Problem to solve » Write out again, please, the records below from the first line to the line holding "let handles: Vec<_> = readers", inclusive, and nothing else.

Material to process »

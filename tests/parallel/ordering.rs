//! Per-reader ordering and control broadcast placement under threaded
//! consumption.

use crossbeam_utils::thread;
use replicore::{
    ControlKind, HashPartitioner, ParallelQueue, PartitionReader, Payload, QueueConfig, QueueItem,
    ReplEvent, RoundRobinPartitioner,
};

use crate::{data_event, init_logging};

/// Drain every reader on its own thread until shutdown, returning the
/// items each one observed.
fn drain_threaded(
    queue: ParallelQueue,
    readers: Vec<PartitionReader>,
    produce: impl FnOnce(&mut ParallelQueue),
) -> Vec<Vec<QueueItem>> {
    let mut queue = queue;
    thread::scope(|scope| {
        let handles: Vec<_> = readers
            .into_iter()
            .map(|mut reader| {
                scope.spawn(move |_| {
                    let mut items = Vec::new();
                    while let Ok(item) = reader.get() {
                        items.push(item);
                    }
                    items
                })
            })
            .collect();
        produce(&mut queue);
        queue.shutdown();
        handles
            .into_iter()
            .map(|handle| handle.join().unwrap())
            .collect()
    })
    .unwrap()
}

#[test]
fn readers_observe_extractor_order() {
    init_logging();
    const PARTITIONS: u32 = 4;
    const EVENTS: u64 = 400;
    let config = QueueConfig::default()
        .partitions(PARTITIONS)
        .max_size(16) // force producer backpressure
        .sync_interval(50);
    let (queue, readers) =
        ParallelQueue::new(config, Box::new(HashPartitioner::new(PARTITIONS)));
    let services = ["accounts", "billing", "inventory", "audit", "sessions"];

    let collected = drain_threaded(queue, readers, |queue| {
        for seqno in 1..=EVENTS {
            let service = services[(seqno % services.len() as u64) as usize];
            queue
                .put(data_event(seqno).with_service(service))
                .unwrap();
        }
    });

    let mut delivered = 0u64;
    for items in &collected {
        // Data events strictly increase per reader; every item seqno is
        // non-decreasing since controls slot in at their position.
        let mut last_data = None;
        let mut last_seqno = 0;
        for item in items {
            assert!(item.seqno() >= last_seqno, "seqno regressed in a reader");
            last_seqno = item.seqno();
            if let QueueItem::Event(ev) = item {
                if let Some(prev) = last_data {
                    assert!(ev.seqno() > prev, "data order violated");
                }
                last_data = Some(ev.seqno());
                delivered += 1;
            }
        }
    }
    assert_eq!(delivered, EVENTS, "every routed event must be delivered once");
}

#[test]
fn sync_reaches_every_reader_in_position() {
    init_logging();
    let config = QueueConfig::default().partitions(2).sync_interval(2);
    let (queue, readers) =
        ParallelQueue::new(config, Box::new(RoundRobinPartitioner::new(2)));

    let collected = drain_threaded(queue, readers, |queue| {
        for seqno in 1..=6 {
            queue.put(data_event(seqno)).unwrap();
        }
    });

    for items in &collected {
        let syncs: Vec<u64> = items
            .iter()
            .filter_map(|item| match item {
                QueueItem::Control(c) if c.kind == ControlKind::Sync => Some(c.seqno),
                _ => None,
            })
            .collect();
        assert_eq!(syncs, vec![2, 4, 6]);
        // No data event beyond a sync point may precede it.
        for (index, item) in items.iter().enumerate() {
            if let QueueItem::Control(c) = item {
                for earlier in &items[..index] {
                    assert!(earlier.seqno() <= c.seqno);
                }
            }
        }
    }
}

#[test]
fn fragmented_transactions_stay_in_order() {
    init_logging();
    let config = QueueConfig::default().partitions(2);
    let (queue, readers) =
        ParallelQueue::new(config, Box::new(HashPartitioner::new(2)));

    let collected = drain_threaded(queue, readers, |queue| {
        for seqno in 1..=50 {
            let frags = 1 + (seqno % 3) as u32;
            for fragno in 0..frags {
                let event = ReplEvent::new(
                    seqno,
                    format!("binlog.000001:{seqno}:{fragno}"),
                    Payload::Statement("w".into()),
                )
                .with_fragment(fragno, fragno == frags - 1)
                .with_service(if seqno % 2 == 0 { "even" } else { "odd" });
                queue.put(event).unwrap();
            }
        }
    });

    for items in &collected {
        let mut last = None;
        for item in items {
            if let QueueItem::Event(ev) = item {
                let key = (ev.seqno(), ev.fragno());
                if let Some(prev) = last {
                    assert!(key > prev, "fragment order violated: {key:?} after {prev:?}");
                }
                last = Some(key);
            }
        }
    }
}
use parking_lot::{Condvar, Mutex};

use crate::error::{Error, Result};

#[derive(Debug, Default)]
struct WatermarkState {
    head: Option<u64>,
    closed: bool,
}

/// The monotonically advancing head sequence number of the dispatch
/// queue, plus a wait primitive.
///
/// This is the only ordering primitive partition readers use to discover
/// new work: the dispatcher calls [`set`](Watermark::set) after routing
/// each event, and a reader gated behind a critical section waits here
/// for the section's closing seqno to have been ingested before it
/// consults the section gate.
///
/// The head never decreases. `set` with a smaller value is a no-op, so a
/// late caller cannot move other waiters backwards.
#[derive(Debug, Default)]
pub struct Watermark {
    state: Mutex<WatermarkState>,
    advanced: Condvar,
}

impl Watermark {
    /// A watermark that has not observed any seqno yet.
    pub fn new() -> Watermark {
        Watermark::default()
    }

    /// Advance the head to `seqno` if that is an advance; wake all
    /// waiters either way.
    pub fn set(&self, seqno: u64) {
        let mut state = self.state.lock();
        if state.head.map_or(true, |h| seqno > h) {
            state.head = Some(seqno);
            self.advanced.notify_all();
        }
    }

    /// Snapshot of the head; `None` before the first `set`.
    pub fn get(&self) -> Option<u64> {
        self.state.lock().head
    }

    /// Block until the head is at least `seqno`, returning the head
    /// observed. Returns [`Error::Canceled`] once the watermark has been
    /// closed, even if the target was never reached.
    pub fn wait_until(&self, seqno: u64) -> Result<u64> {
        let mut state = self.state.lock();
        loop {
            if let Some(head) = state.head {
                if head >= seqno {
                    return Ok(head);
                }
            }
            if state.closed {
                return Err(Error::Canceled);
            }
            self.advanced.wait(&mut state);
        }
    }

    /// Latch the closed flag and wake all waiters. Idempotent; the head
    /// itself is never corrupted by closing.
    pub fn close(&self) {
        let mut state = self.state.lock();
        state.closed = true;
        self.advanced.notify_all();
    }
}
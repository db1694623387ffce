//! Multithreaded scenario tests for the dispatch queue and the stage
//! loop, plus the shared fixtures they drive.

mod ordering;
mod stage;

use std::collections::VecDeque;
use std::sync::{Arc, Mutex};

use replicore::{
    Applier, CancelToken, Error, EventHeader, Extractor, Payload, ReplEvent, Result,
};

pub fn init_logging() {
    let _ = env_logger::builder().is_test(true).try_init();
}

pub fn data_event(seqno: u64) -> ReplEvent {
    ReplEvent::new(
        seqno,
        format!("binlog.000001:{seqno}"),
        Payload::Statement(format!("insert into t values ({seqno})")),
    )
}

/// One step a [`TestExtractor`] performs.
pub enum Feed {
    /// Hand out an event.
    Event(ReplEvent),
    /// Fail the extract call.
    Fail(String),
    /// Latch the cancel token mid-stream and report an empty poll.
    Cancel,
}

/// An extractor over a fixed script. When the script runs dry it
/// latches the cancel token, the way a real extractor surfaces a closed
/// upstream, so stage loops driven by it exit at the next iteration.
pub struct TestExtractor {
    feed: VecDeque<Feed>,
    cancel_when_drained: CancelToken,
}

impl TestExtractor {
    pub fn new(events: impl IntoIterator<Item = ReplEvent>, cancel: CancelToken) -> TestExtractor {
        TestExtractor {
            feed: events.into_iter().map(Feed::Event).collect(),
            cancel_when_drained: cancel,
        }
    }

    pub fn scripted(feed: impl IntoIterator<Item = Feed>, cancel: CancelToken) -> TestExtractor {
        TestExtractor {
            feed: feed.into_iter().collect(),
            cancel_when_drained: cancel,
        }
    }
}

impl Extractor for TestExtractor {
    fn extract(&mut self) -> Result<Option<ReplEvent>> {
        match self.feed.pop_front() {
            Some(Feed::Event(event)) => Ok(Some(event)),
            Some(Feed::Fail(message)) => Err(Error::Extraction {
                message,
                source: None,
            }),
            Some(Feed::Cancel) => {
                self.cancel_when_drained.cancel();
                Ok(None)
            }
            None => {
                self.cancel_when_drained.cancel();
                Ok(None)
            }
        }
    }

    fn has_more(&self) -> bool {
        !self.feed.is_empty()
    }
}

/// Every call a [`RecordingApplier`] observes, in order.
#[derive(Clone, Debug, PartialEq, Eq)]
pub enum ApplierCall {
    Apply {
        seqno: u64,
        commit: bool,
        rollback: bool,
        /// `(from, to)` seqnos when the event is a filtered-range
        /// stand-in.
        filtered: Option<(u64, u64)>,
    },
    Commit,
    Rollback,
    Position {
        seqno: u64,
        commit: bool,
        recoverable: bool,
    },
}

/// An applier that records every call and can be scripted to fail on
/// chosen seqnos.
#[derive(Clone, Default)]
pub struct RecordingApplier {
    calls: Arc<Mutex<Vec<ApplierCall>>>,
    fail_on: Arc<Mutex<Vec<u64>>>,
}

impl RecordingApplier {
    pub fn new() -> RecordingApplier {
        RecordingApplier::default()
    }

    /// Fail the first apply of each listed seqno.
    pub fn fail_on(self, seqnos: impl IntoIterator<Item = u64>) -> RecordingApplier {
        self.fail_on.lock().unwrap().extend(seqnos);
        self
    }

    pub fn calls(&self) -> Vec<ApplierCall> {
        self.calls.lock().unwrap().clone()
    }

    /// The commit flags of the apply calls, in order.
    pub fn commit_flags(&self) -> Vec<bool> {
        self.calls()
            .into_iter()
            .filter_map(|call| match call {
                ApplierCall::Apply { commit, .. } => Some(commit),
                _ => None,
            })
            .collect()
    }
}

impl Applier for RecordingApplier {
    fn apply(&mut self, event: &ReplEvent, commit: bool, rollback: bool, _sync_thl: bool) -> Result<()> {
        {
            let mut fail_on = self.fail_on.lock().unwrap();
            if let Some(at) = fail_on.iter().position(|s| *s == event.seqno()) {
                fail_on.remove(at);
                return Err(Error::application(
                    event.seqno(),
                    event.event_id(),
                    "injected apply failure",
                ));
            }
        }
        let filtered = match event.payload() {
            Payload::FilteredRange { from, to } => Some((from.seqno, to.seqno)),
            _ => None,
        };
        self.calls.lock().unwrap().push(ApplierCall::Apply {
            seqno: event.seqno(),
            commit,
            rollback,
            filtered,
        });
        Ok(())
    }

    fn commit(&mut self) -> Result<()> {
        self.calls.lock().unwrap().push(ApplierCall::Commit);
        Ok(())
    }

    fn rollback(&mut self) -> Result<()> {
        self.calls.lock().unwrap().push(ApplierCall::Rollback);
        Ok(())
    }

    fn update_position(&mut self, header: &EventHeader, commit: bool, recoverable: bool) -> Result<()> {
        self.calls.lock().unwrap().push(ApplierCall::Position {
            seqno: header.seqno,
            commit,
            recoverable,
        });
        Ok(())
    }
}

Answer »
filename tests/parallel/ordering.rs
//! Per-reader ordering and control broadcast placement under threaded
//! consumption.

use crossbeam_utils::thread;
use replicore::{
    ControlKind, HashPartitioner, ParallelQueue, PartitionReader, Payload, QueueConfig, QueueItem,
    ReplEvent, RoundRobinPartitioner,
};

use crate::{data_event, init_logging};

/// Drain every reader on its own thread until shutdown, returning the
/// items each one observed.
fn drain_threaded(
    queue: ParallelQueue,
    readers: Vec<PartitionReader>,
    produce: impl FnOnce(&mut ParallelQueue),
) -> Vec<Vec<QueueItem>> {
    let mut queue = queue;
    thread::scope(|scope| {
        let handles: Vec<_> = readers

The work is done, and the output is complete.